Renzi infatti vuole sfidare Salvini a tutto campo. La guerra di logoramento a chi dei due potrebbe fare più male?

Se c’è durata, farà più male a Salvini; se dura poco, Salvini avrà la possibilità di vincere le elezioni, qualora ci fosse un voto anticipato. Però c’è un aspetto di cui bisogna tenere conto e su cui bisogna riflettere: nel gioco istituzionale Salvini ha mostrato un deficit notevole, si è isolato prima in Europa e poi anche in Italia, alla fine è stato un po’ anche lui causa del suo male. E Salvini oggi ha un partito che non è coalizzabile, se non in una logica di centrodestra, ma cedendo parecchio in futuro a Forza Italia e ai suoi alleati.

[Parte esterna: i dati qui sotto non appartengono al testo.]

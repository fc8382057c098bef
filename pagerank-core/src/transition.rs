//! Random-surfer transition model
//!
//! From a page with links the surfer follows one of them with probability
//! `d`, split evenly, and jumps to any page of the corpus with probability
//! `1 - d`. From a sink the surfer jumps uniformly.

use crate::error::{RankError, Result, check_damping};
use crate::graph::{LinkGraph, PageId};
use std::collections::BTreeMap;

/// Next-click probabilities over every page of the corpus
#[derive(Debug, Clone, PartialEq)]
pub struct TransitionDistribution {
    probabilities: BTreeMap<PageId, f64>,
}

impl TransitionDistribution {
    pub fn get(&self, page: &str) -> Option<f64> {
        self.probabilities.get(page).copied()
    }

    pub fn len(&self) -> usize {
        self.probabilities.len()
    }

    pub fn is_empty(&self) -> bool {
        self.probabilities.is_empty()
    }

    /// Probabilities in page order, matching `LinkGraph::pages`
    pub fn iter(&self) -> impl Iterator<Item = (&PageId, f64)> {
        self.probabilities.iter().map(|(page, p)| (page, *p))
    }

    pub fn weights(&self) -> Vec<f64> {
        self.probabilities.values().copied().collect()
    }

    pub fn total(&self) -> f64 {
        self.probabilities.values().sum()
    }
}

/// Probability distribution of the page visited after `page`.
pub fn transition(graph: &LinkGraph, page: &str, damping: f64) -> Result<TransitionDistribution> {
    graph.require_non_empty()?;
    check_damping(damping)?;
    let links = graph
        .links(page)
        .ok_or_else(|| RankError::invalid(format!("page not in corpus: {}", page)))?;

    let n = graph.len() as f64;
    let probabilities = if links.is_empty() {
        graph.pages().map(|p| (p.clone(), 1.0 / n)).collect()
    } else {
        let teleport = (1.0 - damping) / n;
        let follow = damping / links.len() as f64;
        graph
            .pages()
            .map(|p| {
                let probability = if links.contains(p) {
                    follow + teleport
                } else {
                    teleport
                };
                (p.clone(), probability)
            })
            .collect()
    };

    Ok(TransitionDistribution { probabilities })
}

Renzi fuori dal Pd, taglio dei parlamentari e legge elettorale proporzionale. Che miscela ne può venire fuori?

Il centrodestra è ancora maggioritario in Italia, ma se nasce un partito di centro che raccoglie il 10-12%, con il proporzionale, mi aspetto che diventi l’ago della bilancia: un partito di estrazione giscardiana, che fa da pendolo tra destra e sinistra e arriva persino a determinare il presidente del Consiglio o a nominarlo e poi a eleggere il presidente della Repubblica. Può nascere un nuovo sistema politico.

Tra un mese si vota in Umbria. L’alleanza M5s-Pd può funzionare, può essere competitiva a livello territoriale?

In Umbria per le condizioni particolari in cui si vota è difficile, ma in Emilia-Romagna può fare da argine all’avanzata del centrodestra.